The package also supports a separate simulation/prediction layer. The key
distinction is:

- `evaluate_mfrm_recovery()` checks whether known generating parameters are
  recovered under a stated simulation design. It is the first simulation check
  to run when you are validating a model specification or a planned design.
- `evaluate_mfrm_design()` and `predict_mfrm_population()` are
  design-level helpers that summarize expected operating characteristics under
  an explicit simulation specification.
- `predict_mfrm_units()` and `sample_mfrm_plausible_values()` score future or
  partially observed persons under a fixed `MML` calibration.

```{r design-prediction}
sim_spec <- build_mfrm_sim_spec(
  n_person = 30,
  n_rater = 4,
  n_criterion = 4,
  raters_per_person = 2,
  assignment = "rotating"
)

recovery <- suppressWarnings(
  evaluate_mfrm_recovery(
    sim_spec = sim_spec,
    reps = 2,
    maxit = 30,
    seed = 2
  )
)

summary(recovery)$recovery_summary[, c("ParameterType", "Facet", "RMSE", "Bias")]
plot(recovery, type = "summary", metric = "rmse", draw = FALSE)$data$plot_table

recovery_review <- assess_mfrm_recovery(
  recovery,
  min_reps = 2,
  min_se_available = NULL,
  max_mcse_rmse_ratio = NULL,
  max_rmse = c(facet = 1, step = 1, default = 1.5),
  max_abs_bias = c(default = 0.75)
)

summary(recovery_review)$checklist[, c("Section", "Item", "Status")]
status_plot <- plot(recovery_review, type = "status", draw = FALSE)
status_plot$data$section_status
status_plot$data$reading_order

metric_plot <- plot(recovery_review, type = "metrics", metric = "rmse", draw = FALSE)
metric_plot$data$plot_table
metric_plot$data$guidance

recovery_bundle <- build_summary_table_bundle(
  recovery_review,
  appendix_preset = "recommended"
)
recovery_bundle$table_index[, c("Table", "Rows", "Role")]
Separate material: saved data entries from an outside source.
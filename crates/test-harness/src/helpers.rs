//! Error type and small utilities shared by the harness.

use file_format::StlError;
use part_catalog::{SelectionState, Variant};
use part_engine::{PartFamily, PipelineError};

#[derive(Debug, thiserror::Error)]
pub enum HarnessError {
    #[error("assertion failed: {detail}")]
    AssertionFailed { detail: String },

    #[error("oracle failure ({oracle}): {detail}")]
    OracleFailure { oracle: String, detail: String },

    #[error("pipeline: {0}")]
    Pipeline(#[from] PipelineError),

    #[error("stl: {0}")]
    Stl(#[from] StlError),
}

/// Every row and variant of the family's catalog, row-major.
pub fn every_selection(family: &dyn PartFamily) -> Vec<SelectionState> {
    (0..family.catalog().row_count())
        .flat_map(|row| {
            [Variant::First, Variant::Second]
                .into_iter()
                .map(move |v| SelectionState::configured(row, v))
        })
        .collect()
}

pub(crate) fn sub(a: [f32; 3], b: [f32; 3]) -> [f64; 3] {
    [
        f64::from(a[0]) - f64::from(b[0]),
        f64::from(a[1]) - f64::from(b[1]),
        f64::from(a[2]) - f64::from(b[2]),
    ]
}

pub(crate) fn cross(u: [f64; 3], v: [f64; 3]) -> [f64; 3] {
    [
        u[1] * v[2] - u[2] * v[1],
        u[2] * v[0] - u[0] * v[2],
        u[0] * v[1] - u[1] * v[0],
    ]
}

pub(crate) fn length(v: [f64; 3]) -> f64 {
    (v[0] * v[0] + v[1] * v[1] + v[2] * v[2]).sqrt()
}
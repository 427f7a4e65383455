//! Per-face triangulation in the face's local frame.
//!
//! Planar faces go through a constrained Delaunay triangulation of their
//! sampled boundary loops; swept and blend faces are sampled on a grid.

use std::f64::consts::TAU;

use part_geom::{Point2d, Point3d, Transform, Vec3};
use spade::{ConstrainedDelaunayTriangulation, Point2 as SpadePoint2, Triangulation};

use super::topology::{FaceMesh, RefFace, Surface};
use crate::region::PlanarRegion;
use crate::curve::Curve;
use crate::types::KernelError;

/// Triangles with a smaller doubled area are dropped.
const MIN_DOUBLE_AREA: f64 = 1e-14;

pub(crate) fn mesh_face(face: &RefFace, tolerance: f64) -> Result<FaceMesh, KernelError> {
    let (nodes, mut triangles) = match &face.surface {
        Surface::Planar(region) => mesh_planar(region, tolerance)?,
        Surface::Extruded { base, vector } => {
            let n = base.segment_count(tolerance);
            let lifted = base.translated(*vector);
            strip(&base.sample_n(n), &lifted.sample_n(n))
        }
        Surface::Ruled { a, b } => {
            let n = a.segment_count(tolerance).max(b.segment_count(tolerance));
            strip(&a.sample_n(n), &b.sample_n(n))
        }
        Surface::Revolved {
            generatrix,
            axis_origin,
            axis,
        } => mesh_revolved(generatrix, *axis_origin, *axis, tolerance),
        Surface::Rolled {
            spine_start,
            spine_end,
            from,
            to,
        } => {
            let radius = from.length();
            let opening = from.angle_to(to);
            let rotation_axis = from.cross(to).normalized().unwrap_or(Vec3::Z);
            let arc = Curve::Arc {
                center: Point3d::ORIGIN,
                axis: rotation_axis,
                ref_dir: from.normalized().unwrap_or(Vec3::X),
                radius,
                sweep: opening,
            };
            let offsets = arc.sample(tolerance);
            let row = |base: Point3d| -> Vec<Point3d> {
                offsets.iter().map(|o| base + o.to_vec3()).collect()
            };
            strip(&row(*spine_start), &row(*spine_end))
        }
    };
    if face.reversed {
        for tri in &mut triangles {
            tri.swap(1, 2);
        }
    }
    Ok(FaceMesh {
        tolerance,
        nodes,
        triangles,
    })
}

/// Two rows of equal length joined by quads split into triangles.
fn strip(lower: &[Point3d], upper: &[Point3d]) -> (Vec<Point3d>, Vec<[usize; 3]>) {
    let n = lower.len().min(upper.len());
    let mut nodes = Vec::with_capacity(2 * n);
    nodes.extend_from_slice(&lower[..n]);
    nodes.extend_from_slice(&upper[..n]);
    let mut triangles = Vec::with_capacity(2 * n);
    for i in 0..n.saturating_sub(1) {
        let (a, b, c, d) = (i, i + 1, n + i + 1, n + i);
        push_if_proper(&nodes, &mut triangles, [a, b, c]);
        push_if_proper(&nodes, &mut triangles, [a, c, d]);
    }
    (nodes, triangles)
}

fn push_if_proper(nodes: &[Point3d], triangles: &mut Vec<[usize; 3]>, tri: [usize; 3]) {
    let [a, b, c] = tri.map(|i| nodes[i]);
    if (b - a).cross(&(c - a)).length() > MIN_DOUBLE_AREA {
        triangles.push(tri);
    }
}

fn mesh_revolved(
    generatrix: &Curve,
    axis_origin: Point3d,
    axis: Vec3,
    tolerance: f64,
) -> (Vec<Point3d>, Vec<[usize; 3]>) {
    let profile = generatrix.sample(tolerance);
    let max_radius = profile
        .iter()
        .map(|p| (*p - axis_origin).reject_from(&axis).length())
        .fold(0.0f64, f64::max);
    let around = Curve::Arc {
        center: Point3d::ORIGIN,
        axis: Vec3::Z,
        ref_dir: Vec3::X,
        radius: max_radius.max(tolerance),
        sweep: TAU,
    }
    .segment_count(tolerance);

    let rows: Vec<Vec<Point3d>> = (0..=around)
        .map(|k| {
            let rotation = Transform::rotation_about(axis_origin, axis, TAU * k as f64 / around as f64);
            profile.iter().map(|p| rotation.transform_point(p)).collect()
        })
        .collect();

    let mut nodes = Vec::new();
    let mut triangles = Vec::new();
    for pair in rows.windows(2) {
        let (sub_nodes, sub_tris) = strip(&pair[0], &pair[1]);
        let offset = nodes.len();
        nodes.extend(sub_nodes);
        triangles.extend(sub_tris.into_iter().map(|t| t.map(|i| i + offset)));
    }
    (nodes, triangles)
}

fn mesh_planar(
    region: &PlanarRegion,
    tolerance: f64,
) -> Result<(Vec<Point3d>, Vec<[usize; 3]>), KernelError> {
    let x_dir = region.x_dir;
    let y_dir = region.y_dir();
    let project = |p: &Point3d| {
        let d = *p - region.origin;
        Point2d::new(d.dot(&x_dir), d.dot(&y_dir))
    };

    let loops: Vec<Vec<Point2d>> = region
        .loops()
        .map(|chain| {
            chain
                .iter()
                .flat_map(|curve| {
                    let samples = curve.sample(tolerance);
                    let keep = samples.len() - 1;
                    samples.into_iter().take(keep)
                })
                .map(|p| project(&p))
                .collect()
        })
        .collect();

    let mut cdt = ConstrainedDelaunayTriangulation::<SpadePoint2<f64>>::new();
    for polygon in &loops {
        let mut handles = Vec::with_capacity(polygon.len());
        for p in polygon {
            let handle = cdt
                .insert(SpadePoint2::new(p.x, p.y))
                .map_err(|e| KernelError::TriangulationFailed {
                    reason: format!("cannot insert boundary point: {e:?}"),
                })?;
            handles.push(handle);
        }
        for i in 0..handles.len() {
            let (from, to) = (handles[i], handles[(i + 1) % handles.len()]);
            if from == to {
                continue;
            }
            if !cdt.can_add_constraint(from, to) {
                return Err(KernelError::TriangulationFailed {
                    reason: "boundary edges cross".to_string(),
                });
            }
            cdt.add_constraint(from, to);
        }
    }

    let nodes: Vec<Point3d> = cdt
        .vertices()
        .map(|v| {
            let p = v.position();
            region.origin + x_dir * p.x + y_dir * p.y
        })
        .collect();

    let mut triangles = Vec::new();
    for face in cdt.inner_faces() {
        let [a, b, c] = face.vertices();
        let (pa, pb, pc) = (a.position(), b.position(), c.position());
        let centroid = Point2d::new((pa.x + pb.x + pc.x) / 3.0, (pa.y + pb.y + pc.y) / 3.0);
        if !inside(&loops, centroid) {
            continue;
        }
        let tri = [a.fix().index(), b.fix().index(), c.fix().index()];
        let ccw = (pb.x - pa.x) * (pc.y - pa.y) - (pb.y - pa.y) * (pc.x - pa.x) > 0.0;
        triangles.push(if ccw { tri } else { [tri[0], tri[2], tri[1]] });
    }
    Ok((nodes, triangles))
}

/// Even-odd containment over all boundary loops.
fn inside(loops: &[Vec<Point2d>], p: Point2d) -> bool {
    let mut crossings = 0usize;
    for polygon in loops {
        for i in 0..polygon.len() {
            let a = polygon[i];
            let b = polygon[(i + 1) % polygon.len()];
            if (a.y > p.y) != (b.y > p.y) {
                let x = a.x + (p.y - a.y) * (b.x - a.x) / (b.y - a.y);
                if p.x < x {
                    crossings += 1;
                }
            }
        }
    }
    crossings % 2 == 1
}

#[cfg(test)]
mod tests {
    use super::*;
    use crate::reference::topology::FaceRole;
    use crate::types::FaceId;

    fn square_with_hole() -> PlanarRegion {
        let corners = [(0.0, 0.0), (10.0, 0.0), (10.0, 10.0), (0.0, 10.0)];
        let outer = (0..4)
            .map(|i| {
                let (a, b) = (corners[i], corners[(i + 1) % 4]);
                Curve::Line {
                    start: Point3d::new(a.0, a.1, 0.0),
                    end: Point3d::new(b.0, b.1, 0.0),
                }
            })
            .collect();
        let hole = vec![Curve::Arc {
            center: Point3d::new(5.0, 5.0, 0.0),
            axis: Vec3::Z,
            ref_dir: Vec3::X,
            radius: 2.0,
            sweep: -TAU,
        }];
        PlanarRegion {
            origin: Point3d::ORIGIN,
            normal: Vec3::Z,
            x_dir: Vec3::X,
            outer,
            holes: vec![hole],
        }
    }

    #[test]
    fn test_planar_mesh_skips_hole() {
        let (nodes, triangles) = mesh_planar(&square_with_hole(), 0.05).unwrap();
        assert!(!triangles.is_empty());
        let area: f64 = triangles
            .iter()
            .map(|t| {
                let [a, b, c] = t.map(|i| nodes[i]);
                (b - a).cross(&(c - a)).z / 2.0
            })
            .sum();
        let expected = 100.0 - std::f64::consts::PI * 4.0;
        assert!((area - expected).abs() < 0.5, "area {area}");
    }

    #[test]
    fn test_reversed_face_flips_winding() {
        let face = RefFace {
            id: FaceId(1),
            surface: Surface::Planar(square_with_hole()),
            role: FaceRole::Cap,
            location: Transform::identity(),
            reversed: true,
            mesh: None,
        };
        let mesh = mesh_face(&face, 0.1).unwrap();
        let [a, b, c] = mesh.triangles[0].map(|i| mesh.nodes[i]);
        assert!((b - a).cross(&(c - a)).z < 0.0);
    }

    #[test]
    fn test_revolved_disk_drops_axis_slivers() {
        let generatrix = Curve::Line {
            start: Point3d::new(0.0, 0.0, 0.0),
            end: Point3d::new(0.0, 5.0, 0.0),
        };
        let (nodes, triangles) = mesh_revolved(&generatrix, Point3d::ORIGIN, Vec3::X, 0.1);
        for t in &triangles {
            let [a, b, c] = t.map(|i| nodes[i]);
            assert!((b - a).cross(&(c - a)).length() > MIN_DOUBLE_AREA);
        }
        assert!(!triangles.is_empty());
    }
}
# For a release-scale check, use the optional validation protocol:
# source(system.file("validation", "recovery-validation.R", package = "mfrmr"))
# validation <- mfrmr_run_recovery_validation(tier = "core", output_dir = "recovery-validation")
# summary(validation)
# validation_summary <- mfrmr_summarize_recovery_validation(validation)
# validation_summary$topline_release_decision
# validation_summary$release_decision_table
# validation_summary$domain_decision_table
# The top-line table is the release-recovery conclusion. It uses recovery
# metrics, convergence, and Monte Carlo precision as the primary evidence.
# The domain table keeps uncertainty status separate, so OverallStatus =
# "review" is not read as a recovery-metric failure by itself.

pred_pop <- predict_mfrm_population(
  sim_spec = sim_spec,
  reps = 2,
  maxit = 30,
  seed = 1
)

summary(pred_pop)$forecast[, c("Facet", "MeanSeparation", "McseSeparation")]

keep_people <- unique(toy$Person)[1:18]
toy_mml <- suppressWarnings(
  fit_mfrm(
    toy[toy$Person %in% keep_people, , drop = FALSE],
    person = "Person",
    facets = c("Rater", "Criterion"),
    score = "Score",
    method = "MML",
    quad_points = 5,
    maxit = 30
  )
)

new_units <- data.frame(
  Person = c("NEW01", "NEW01"),
  Rater = unique(toy$Rater)[1],
  Criterion = unique(toy$Criterion)[1:2],
  Score = c(2, 3)
)

pred_units <- predict_mfrm_units(toy_mml, new_units, n_draws = 0)
pv_units <- sample_mfrm_plausible_values(toy_mml, new_units, n_draws = 2, seed = 1)

summary(pred_units)$estimates[, c("Person", "Estimate", "Lower", "Upper")]
summary(pv_units)$draw_summary[, c("Person", "Draws", "MeanValue")]
```

For a report or appendix handoff, pass the recovery objects through the same
summary-table export route used by the rest of the package:

```{r recovery-export, eval = FALSE}
export_summary_appendix(
  list(recovery = recovery, recovery_review = recovery_review),
  output_dir = tempdir(),
  prefix = "mfrmr_recovery_appendix",
  preset = "recommended",
  include_html = FALSE,
  overwrite = TRUE
)
```

For a quick smoke test, `reps = 2` or another very small value is useful only to
check that the data-generating setup and refit path run. For a study report,
increase `reps`, keep the ADEMP-style metadata in the exported tables, and set
substantive RMSE/Bias thresholds so that `assess_mfrm_recovery()` can mark those
rows as `ok`, `review`, or `concern` rather than `not_assessed`.